Background/aim: Sensitivity and symptoms related to animal proteins have been investigated in various occupational groups. However, data from horse farm workers are limited. We aimed to determine horse allergen sensitivity in the horse farm workers, and to evaluate its relationship with respiratory symptoms and functional parameters.
Materials and methods: A total of 110 subjects were enrolled in the study. The study group consisted of 80 horse farm workers. Face-to-face surveys, skin prick tests (SPT), and pulmonary function tests (PFT) were performed in the study group. Control group consisted of 30 healthy subjects. SPT and PFTs were also performed for control group. The SPT test results of the horse farm workers were compared with the SPT results provided from the medical records of 1376 subjects who admitted to the outpatient clinic with respiratory symptoms.

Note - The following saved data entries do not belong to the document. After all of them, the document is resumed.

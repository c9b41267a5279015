//! Core backend abstraction
//!
//! [`GpuBackend`] is the single seam between the rendering core and the
//! concrete graphics API. The design assumes one explicit API with distinct
//! pipeline objects, discrete binding-set objects, and command lists that are
//! recorded once and replayed unchanged every frame.

use crate::backend::types::*;
use std::ops::Range;
use thiserror::Error;

/// Backend error type
#[derive(Error, Debug)]
pub enum GpuError {
    #[error("failed to initialize backend: {0}")]
    InitializationFailed(String),
    #[error("failed to create surface: {0}")]
    SurfaceCreationFailed(String),
    #[error("failed to create buffer: {0}")]
    BufferCreationFailed(String),
    #[error("failed to create texture: {0}")]
    TextureCreationFailed(String),
    #[error("failed to create render target: {0}")]
    RenderTargetCreationFailed(String),
    #[error("failed to compile pipeline: {0}")]
    PipelineCreationFailed(String),
    #[error("failed to create binding set: {0}")]
    BindingSetCreationFailed(String),
    #[error("invalid command recording: {0}")]
    RecordingFailed(String),
    #[error("failed to acquire next image: {0}")]
    AcquireImageFailed(String),
    #[error("failed to present: {0}")]
    PresentFailed(String),
    #[error("surface out of date")]
    SurfaceOutOfDate,
    #[error("out of memory")]
    OutOfMemory,
    #[error("device lost")]
    DeviceLost,
}

pub type GpuResult<T> = Result<T, GpuError>;

/// Handle to a GPU buffer
#[derive(Debug, Clone, Copy, PartialEq, Eq, Hash)]
pub struct BufferHandle(pub(crate) u64);

/// Handle to a GPU texture
#[derive(Debug, Clone, Copy, PartialEq, Eq, Hash)]
pub struct TextureHandle(pub(crate) u64);

/// Handle to a texture view
#[derive(Debug, Clone, Copy, PartialEq, Eq, Hash)]
pub struct TextureViewHandle(pub(crate) u64);

/// Handle to a sampler
#[derive(Debug, Clone, Copy, PartialEq, Eq, Hash)]
pub struct SamplerHandle(pub(crate) u64);

/// Handle to a compiled render pipeline
#[derive(Debug, Clone, Copy, PartialEq, Eq, Hash)]
pub struct RenderPipelineHandle(pub(crate) u64);

/// Handle to a binding set (bundled buffer/image bindings)
#[derive(Debug, Clone, Copy, PartialEq, Eq, Hash)]
pub struct BindingSetHandle(pub(crate) u64);

/// Handle to a binding-set layout
#[derive(Debug, Clone, Copy, PartialEq, Eq, Hash)]
pub struct BindingSetLayoutHandle(pub(crate) u64);

/// Handle to a render-target configuration (surface-presented or offscreen)
#[derive(Debug, Clone, Copy, PartialEq, Eq, Hash)]
pub struct RenderTargetHandle(pub(crate) u64);

/// Handle to a recorded command list
#[derive(Debug, Clone, Copy, PartialEq, Eq, Hash)]
pub struct CommandListHandle(pub(crate) u64);

/// One bound resource inside a binding set
#[derive(Debug, Clone)]
pub enum BindingEntry {
    Buffer {
        buffer: BufferHandle,
        offset: u64,
        size: Option<u64>,
    },
    Texture(TextureViewHandle),
    Sampler(SamplerHandle),
}

/// Binding-set layout entry
#[derive(Debug, Clone)]
pub struct BindingSetLayoutEntry {
    pub binding: u32,
    pub visibility: ShaderStageFlags,
    pub ty: BindingType,
}

#[derive(Debug, Clone, Copy, PartialEq, Eq)]
pub struct ShaderStageFlags(u32);

impl ShaderStageFlags {
    pub const VERTEX: Self = Self(1 << 0);
    pub const FRAGMENT: Self = Self(1 << 1);
    pub const VERTEX_FRAGMENT: Self = Self((1 << 0) | (1 << 1));

    pub fn contains(&self, other: Self) -> bool {
        (self.0 & other.0) == other.0
    }
}

impl std::ops::BitOr for ShaderStageFlags {
    type Output = Self;
    fn bitor(self, rhs: Self) -> Self::Output {
        Self(self.0 | rhs.0)
    }
}

/// Binding type
#[derive(Debug, Clone)]
pub enum BindingType {
    UniformBuffer,
    StorageBuffer { read_only: bool },
    Texture,
    Sampler { comparison: bool },
}

/// Render pipeline descriptor.
///
/// A compiled pipeline is bound to one specific render-target configuration
/// and subpass; when the target's surface is recreated, every pipeline
/// compiled against it must be destroyed and recompiled. Shader binaries are
/// referenced by name and must already be loaded by the backend.
#[derive(Debug, Clone)]
pub struct RenderPipelineDescriptor {
    pub label: Option<String>,
    pub render_target: RenderTargetHandle,
    pub subpass: u32,
    pub vertex_shader: String,
    pub fragment_shader: Option<String>,
    pub vertex_layouts: Vec<VertexBufferLayout>,
    pub binding_layouts: Vec<BindingSetLayoutHandle>,
    pub config: PipelineConfig,
}

/// Offscreen render-target descriptor
#[derive(Debug, Clone)]
pub struct OffscreenTargetDescriptor {
    pub label: Option<String>,
    pub width: u32,
    pub height: u32,
    /// 6 for single-pass cube rendering, 1 otherwise
    pub layers: u32,
    pub color_format: TextureFormat,
    pub with_depth: bool,
}

/// Index format
#[derive(Debug, Clone, Copy, PartialEq, Eq)]
pub enum IndexFormat {
    Uint16,
    Uint32,
}

/// Main graphics backend trait.
///
/// Command recording is stateful: `begin_commands` opens a list targeting one
/// surface of a render target, the `bind_*`/`draw_*` calls append to it, and
/// `finish_commands` seals it into a replayable [`CommandListHandle`].
pub trait GpuBackend {
    // Buffers

    fn create_buffer(&mut self, desc: &BufferDescriptor) -> GpuResult<BufferHandle>;

    fn create_buffer_init(&mut self, desc: &BufferDescriptor, data: &[u8])
        -> GpuResult<BufferHandle>;

    /// Write data into a buffer immediately. Per-frame uniform data must not
    /// go through this while a frame reading the buffer is in flight; the
    /// frame driver stages such writes in
    /// [`UniformStaging`](crate::backend::UniformStaging) and flushes them at
    /// the frame boundary. Direct writes are for setup-time initialization.
    fn write_buffer(&mut self, buffer: BufferHandle, offset: u64, data: &[u8]);

    fn destroy_buffer(&mut self, buffer: BufferHandle);

    // Textures and samplers

    fn create_texture(&mut self, desc: &TextureDescriptor) -> GpuResult<TextureHandle>;

    fn create_texture_view(&mut self, texture: TextureHandle) -> GpuResult<TextureViewHandle>;

    fn write_texture(&mut self, texture: TextureHandle, data: &[u8], width: u32, height: u32);

    fn destroy_texture(&mut self, texture: TextureHandle);

    fn create_sampler(&mut self, desc: &SamplerDescriptor) -> GpuResult<SamplerHandle>;

    // Binding sets

    fn create_binding_set_layout(
        &mut self,
        entries: &[BindingSetLayoutEntry],
    ) -> GpuResult<BindingSetLayoutHandle>;

    fn destroy_binding_set_layout(&mut self, layout: BindingSetLayoutHandle);

    fn create_binding_set(
        &mut self,
        layout: BindingSetLayoutHandle,
        entries: &[(u32, BindingEntry)],
    ) -> GpuResult<BindingSetHandle>;

    fn destroy_binding_set(&mut self, set: BindingSetHandle);

    // Pipelines

    fn create_render_pipeline(
        &mut self,
        desc: &RenderPipelineDescriptor,
    ) -> GpuResult<RenderPipelineHandle>;

    fn destroy_render_pipeline(&mut self, pipeline: RenderPipelineHandle);

    // Render targets

    /// Create an offscreen render target of the given dimensions
    fn create_offscreen_target(
        &mut self,
        desc: &OffscreenTargetDescriptor,
    ) -> GpuResult<RenderTargetHandle>;

    /// The presentation-surface render target, if the backend owns one
    fn surface_target(&self) -> Option<RenderTargetHandle>;

    /// Number of presentable images for a surface target (1 for offscreen)
    fn surface_image_count(&self, target: RenderTargetHandle) -> u32;

    fn target_extent(&self, target: RenderTargetHandle) -> (u32, u32);

    /// Monotonic counter bumped every time the target's underlying surface
    /// is recreated; pipelines compiled against an older generation are stale
    fn target_generation(&self, target: RenderTargetHandle) -> u64;

    /// Sampleable color view of an offscreen target
    fn target_color_view(&self, target: RenderTargetHandle) -> Option<TextureViewHandle>;

    /// Tear down and recreate swap-dependent resources at the new extent.
    /// Keeps the surface target handle stable and bumps its generation.
    fn recreate_surface(&mut self, width: u32, height: u32) -> GpuResult<()>;

    fn destroy_render_target(&mut self, target: RenderTargetHandle);

    // Command recording

    fn begin_commands(
        &mut self,
        target: RenderTargetHandle,
        surface_index: u32,
        clear: ClearValue,
    ) -> GpuResult<()>;

    fn set_viewport(&mut self, x: f32, y: f32, width: f32, height: f32, min_depth: f32, max_depth: f32);

    fn set_scissor(&mut self, x: u32, y: u32, width: u32, height: u32);

    fn bind_pipeline(&mut self, pipeline: RenderPipelineHandle);

    fn bind_binding_set(&mut self, index: u32, set: BindingSetHandle);

    fn bind_vertex_buffer(&mut self, slot: u32, buffer: BufferHandle, offset: u64);

    fn bind_index_buffer(&mut self, buffer: BufferHandle, offset: u64, format: IndexFormat);

    fn draw_indexed(
        &mut self,
        indices: Range<u32>,
        base_vertex: i32,
        instances: Range<u32>,
    );

    fn finish_commands(&mut self) -> GpuResult<CommandListHandle>;

    fn destroy_command_list(&mut self, list: CommandListHandle);

    // Frame submission

    /// Block until a presentable surface image is available and return its
    /// index. Fails with [`GpuError::SurfaceOutOfDate`] when the surface
    /// must be recreated before rendering can continue.
    fn acquire_image(&mut self) -> GpuResult<u32>;

    /// Submit pre-recorded command lists for execution, in order
    fn submit(&mut self, lists: &[CommandListHandle]) -> GpuResult<()>;

    fn present(&mut self) -> GpuResult<()>;

    /// Block until all submitted GPU work has completed
    fn wait_idle(&mut self);
}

Results: Atopy rate was significantly higher in horse farm workers than in healthy subjects (41% and 13%, respectively; P = 0.008). Horse allergen sensitivity was positive 8/80 (10%) in horse farm workers, 0/30 in healthy subjects, and 32/1376 (2%) in medical records of subjects who were admitted to the outpatient clinic with respiratory symptoms. (P = 0.07, P = 0.001, respectively). There was no statistically significant relationship between respiratory symptoms and horse allergen sensitivity in horse farm workers (P = 0.67). However, mean FEV1 ratios were lower in horse farm workers with horse allergen sensitivity than healthy subjects (88.6% ± 17.9, 103.7 ± 10, P = 0.031, respectively).
Conclusion: Atopy and animal allergen sensitization were significantly higher in horse farm workers, suggesting the relationship between the intensity of specific allergen exposure and the sensitization to this specific allergen.
Keywords: Horse farm workers; horse allergen; occupational exposure; respiratory symptoms; skin prick test.